LULAC pushing campaign to bring law school to El Paso
LULAC, the League of Latin American Citizens, argues it’s time the border was better served by getting more legal expertise in the community.
“Anybody who wants to go to school from El Paso has to go to Baylor,” said Danny Anchondo, president of LULAC Council 4982, “they have to go to Austin, they have to go to St. Mary’s. Nowhere along the border is there a law school.”
LULAC is launching the new effort, trying to gather community support to bring a law school to the Borderland. Going before El Paso County Commissioners Monday was one of their first steps. The plan now is to talk with leaders at the city, UTEP, and bar association soon. The goal is to get the Texas legislature to fund it, based on an early 1990’s lawsuit, LULAC vs. Richards.
“That lawsuit required the state to provide funding along the border because of the systematic discrimination against higher education along the border,” Anchondo said.
Commissioners didn’t take any official action on LULAC’s push Monday. Individual commissioners did voice support in general, but some like County Judge Veronica Escobar said it’s not as simple as getting a bill through the legislature.
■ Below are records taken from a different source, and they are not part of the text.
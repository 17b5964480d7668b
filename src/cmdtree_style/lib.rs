//! # cmdtree-style - Named Styles for Command Output
//!
//! Styling support for the `cmdtree` renderers. Help pages, table headers and
//! error lines are produced from templates and data, while colors are chosen by
//! *role name* (`"header"`, `"option"`, `"error"`, ...) rather than written inline.
//!
//! ## Pieces
//!
//! - [`Styles`]: a registry mapping role names to `console::Style` values
//! - [`Theme`]: a named collection of styles handed to renderers
//! - [`TemplateRenderer`]: pre-compiled minijinja templates with a `style` filter
//!
//! ## Example
//!
//! ```rust
//! use cmdtree_style::{TemplateRenderer, Theme};
//! use console::Style;
//! use serde::Serialize;
//!
//! #[derive(Serialize)]
//! struct Usage { program: String }
//!
//! let theme = Theme::new().add("command", Style::new().bold());
//! let mut renderer = TemplateRenderer::with_color(theme, false);
//! renderer
//!     .add_template("usage", r#"Usage: {{ program | style("command") }} [COMMAND]"#)
//!     .unwrap();
//!
//! let out = renderer.render("usage", &Usage { program: "demo".into() }).unwrap();
//! assert_eq!(out, "Usage: demo [COMMAND]");
//! ```
//!
//! ## Color Control
//!
//! The renderer never probes the terminal itself: whether ANSI codes are emitted
//! is decided by the caller through `use_color`. With colors off, the `style`
//! filter still validates role names, so a typo in a template shows up in plain
//! output too.

use console::Style;
use minijinja::{Environment, Error, Value};
use serde::Serialize;
use std::collections::HashMap;

/// Error raised when a template fails to compile or render.
pub use minijinja::Error as TemplateError;

/// Default prefix shown when a style name is not found.
pub const DEFAULT_MISSING_STYLE_INDICATOR: &str = "(!?)";

/// A collection of named styles.
///
/// When a style name is not found, a configurable indicator is prepended to the
/// text (defaults to `(!?)`).
///
/// ```rust
/// use cmdtree_style::Styles;
/// use console::Style;
///
/// let styles = Styles::new()
///     .add("error", Style::new().bold().red())
///     .add("muted", Style::new().dim());
///
/// let unknown = styles.apply("typo", "Hello");
/// assert!(unknown.starts_with("(!?)"));
/// ```
#[derive(Clone)]
pub struct Styles {
    styles: HashMap<String, Style>,
    missing_indicator: String,
}

impl Default for Styles {
    fn default() -> Self {
        Self {
            styles: HashMap::new(),
            missing_indicator: DEFAULT_MISSING_STYLE_INDICATOR.to_string(),
        }
    }
}

impl Styles {
    pub fn new() -> Self {
        Self::default()
    }

    /// Sets the indicator prepended when a style name is not found.
    /// An empty indicator disables the check.
    pub fn missing_indicator(mut self, indicator: &str) -> Self {
        self.missing_indicator = indicator.to_string();
        self
    }

    /// Adds a named style, replacing any previous style with that name.
    pub fn add(mut self, name: &str, style: Style) -> Self {
        self.styles.insert(name.to_string(), style);
        self
    }

    /// Applies a named style to text, emitting ANSI codes.
    pub fn apply(&self, name: &str, text: &str) -> String {
        match self.styles.get(name) {
            Some(style) => style.clone().force_styling(true).apply_to(text).to_string(),
            None if self.missing_indicator.is_empty() => text.to_string(),
            None => format!("{} {}", self.missing_indicator, text),
        }
    }

    /// Same lookup as [`Styles::apply`] but never emits ANSI codes.
    pub fn apply_plain(&self, name: &str, text: &str) -> String {
        if self.styles.contains_key(name) || self.missing_indicator.is_empty() {
            text.to_string()
        } else {
            format!("{} {}", self.missing_indicator, text)
        }
    }

    pub fn has(&self, name: &str) -> bool {
        self.styles.contains_key(name)
    }

    pub fn len(&self) -> usize {
        self.styles.len()
    }

    pub fn is_empty(&self) -> bool {
        self.styles.is_empty()
    }
}

/// A named collection of styles used when rendering.
#[derive(Clone, Default)]
pub struct Theme {
    styles: Styles,
}

impl Theme {
    pub fn new() -> Self {
        Self::default()
    }

    pub fn from_styles(styles: Styles) -> Self {
        Self { styles }
    }

    /// Adds a named style, returning the theme for chaining.
    pub fn add(mut self, name: &str, style: Style) -> Self {
        self.styles = self.styles.add(name, style);
        self
    }

    pub fn styles(&self) -> &Styles {
        &self.styles
    }

    /// Styles `text` with the role `name`, or returns it unchanged (after the
    /// missing-role check) when `use_color` is off.
    pub fn paint(&self, name: &str, text: &str, use_color: bool) -> String {
        if use_color {
            self.styles.apply(name, text)
        } else {
            self.styles.apply_plain(name, text)
        }
    }
}

/// A set of pre-compiled templates sharing one theme.
///
/// Templates are compiled when added, so syntax errors surface at setup time
/// rather than in the middle of producing output.
pub struct TemplateRenderer {
    env: Environment<'static>,
    theme: Theme,
    use_color: bool,
}

impl TemplateRenderer {
    /// Creates a renderer with explicit color control.
    pub fn with_color(theme: Theme, use_color: bool) -> Self {
        let mut env = Environment::new();
        register_style_filter(&mut env, theme.clone(), use_color);
        Self {
            env,
            theme,
            use_color,
        }
    }

    /// Registers a named template. Fails if the template does not compile.
    pub fn add_template(&mut self, name: &str, source: &str) -> Result<(), Error> {
        self.env
            .add_template_owned(name.to_string(), source.to_string())
    }

    /// Renders a registered template with the given data.
    pub fn render<T: Serialize>(&self, name: &str, data: &T) -> Result<String, Error> {
        let tmpl = self.env.get_template(name)?;
        tmpl.render(data)
    }

    /// Styles a single fragment outside of any template.
    pub fn paint(&self, name: &str, text: &str) -> String {
        self.theme.paint(name, text, self.use_color)
    }

    pub fn uses_color(&self) -> bool {
        self.use_color
    }
}

fn register_style_filter(env: &mut Environment<'static>, theme: Theme, use_color: bool) {
    env.add_filter("style", move |value: Value, name: String| -> String {
        theme.paint(&name, &value.to_string(), use_color)
    });
}

/// Converts an RGB triplet to the nearest ANSI 256-color palette index.
pub fn rgb_to_ansi256((r, g, b): (u8, u8, u8)) -> u8 {
    if r == g && g == b {
        if r < 8 {
            16
        } else if r > 248 {
            231
        } else {
            232 + ((r as u16 - 8) * 24 / 247) as u8
        }
    } else {
        let red = (r as u16 * 5 / 255) as u8;
        let green = (g as u16 * 5 / 255) as u8;
        let blue = (b as u16 * 5 / 255) as u8;
        16 + 36 * red + 6 * green + blue
    }
}
//! Value coercion and validation.
//!
//! Converts raw command-line tokens into [`TypedValue`]s according to an
//! [`ArgumentSpec`], enforcing numeric bounds and enum choices.

use crate::error::{CliError, Result};
use crate::schema::{ArgumentSpec, ValueType};
use crate::value::TypedValue;

const TRUE_TOKENS: &[&str] = &["true", "yes", "y", "1", "on"];
const FALSE_TOKENS: &[&str] = &["false", "no", "n", "0", "off"];

/// Converts one raw token into a typed value.
///
/// Repeated-string arguments yield a list holding this occurrence only (split
/// on the delimiter if one is declared); use [`append`] to accumulate.
pub fn coerce(raw: &str, spec: &ArgumentSpec) -> Result<TypedValue> {
    match spec.value_type {
        ValueType::String => Ok(TypedValue::Str(raw.to_string())),
        ValueType::Integer => {
            let value: i64 = raw.trim().parse().map_err(|_| mismatch(raw, spec))?;
            check_range(value as f64, raw, spec)?;
            Ok(TypedValue::Int(value))
        }
        ValueType::Float => {
            let value: f64 = raw.trim().parse().map_err(|_| mismatch(raw, spec))?;
            if !value.is_finite() {
                return Err(mismatch(raw, spec));
            }
            check_range(value, raw, spec)?;
            Ok(TypedValue::Float(value))
        }
        ValueType::Boolean => parse_bool(raw)
            .map(TypedValue::Bool)
            .ok_or_else(|| mismatch(raw, spec)),
        ValueType::Enum => {
            if spec.choices.iter().any(|c| c == raw) {
                Ok(TypedValue::Str(raw.to_string()))
            } else {
                Err(CliError::InvalidChoice {
                    name: spec.name.clone(),
                    value: raw.to_string(),
                    choices: spec.choices.clone(),
                })
            }
        }
        ValueType::RepeatedString => Ok(TypedValue::List(split(raw, spec))),
    }
}

/// Adds one occurrence of a repeated option to the values bound so far.
pub fn append(existing: Option<TypedValue>, raw: &str, spec: &ArgumentSpec) -> TypedValue {
    let mut items = match existing {
        Some(TypedValue::List(items)) => items,
        _ => Vec::new(),
    };
    items.extend(split(raw, spec));
    TypedValue::List(items)
}

fn split(raw: &str, spec: &ArgumentSpec) -> Vec<String> {
    match spec.delimiter {
        Some(d) => raw
            .split(d)
            .filter(|part| !part.is_empty())
            .map(str::to_string)
            .collect(),
        None => vec![raw.to_string()],
    }
}

/// Fails with `OutOfRange` when `value` lies outside `[min, max]`.
pub fn check_range(value: f64, raw: &str, spec: &ArgumentSpec) -> Result<()> {
    let integral = spec.value_type == ValueType::Integer;
    let violated = match (spec.min, spec.max) {
        (Some(min), _) if value < min => {
            // The smallest integer that passes; `+ 0.0` folds -0 into 0.
            let shown = if integral { min.ceil() + 0.0 } else { min };
            Some(format!("must be >= {}", shown))
        }
        (_, Some(max)) if value > max => {
            let shown = if integral { max.floor() + 0.0 } else { max };
            Some(format!("must be <= {}", shown))
        }
        _ => None,
    };
    match violated {
        Some(bound) => Err(CliError::OutOfRange {
            name: spec.name.clone(),
            value: raw.trim().to_string(),
            bound,
        }),
        None => Ok(()),
    }
}

/// Accepts the usual affirmative/negative spellings, case-insensitively.
pub fn parse_bool(raw: &str) -> Option<bool> {
    let token = raw.trim().to_ascii_lowercase();
    if TRUE_TOKENS.contains(&token.as_str()) {
        Some(true)
    } else if FALSE_TOKENS.contains(&token.as_str()) {
        Some(false)
    } else {
        None
    }
}

fn mismatch(raw: &str, spec: &ArgumentSpec) -> CliError {
    CliError::TypeMismatch {
        name: spec.name.clone(),
        value: raw.to_string(),
        expected: spec.value_type.label(),
    }
}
Giving the example of the Texas Tech University Health Sciences Center El Paso, she said it takes a lot of local financial to get ideas like this off the ground.”
“It’s a lofty, worthy, wonderful goal, which I support wholeheartedly,” Escobar said. “It’s important to work with I think the business community as well as the actual university in addition to working with the (state legislature) delegation.”
Local members of the state legislature told ABC-7 it would take new appropriations to get any funding for this effort.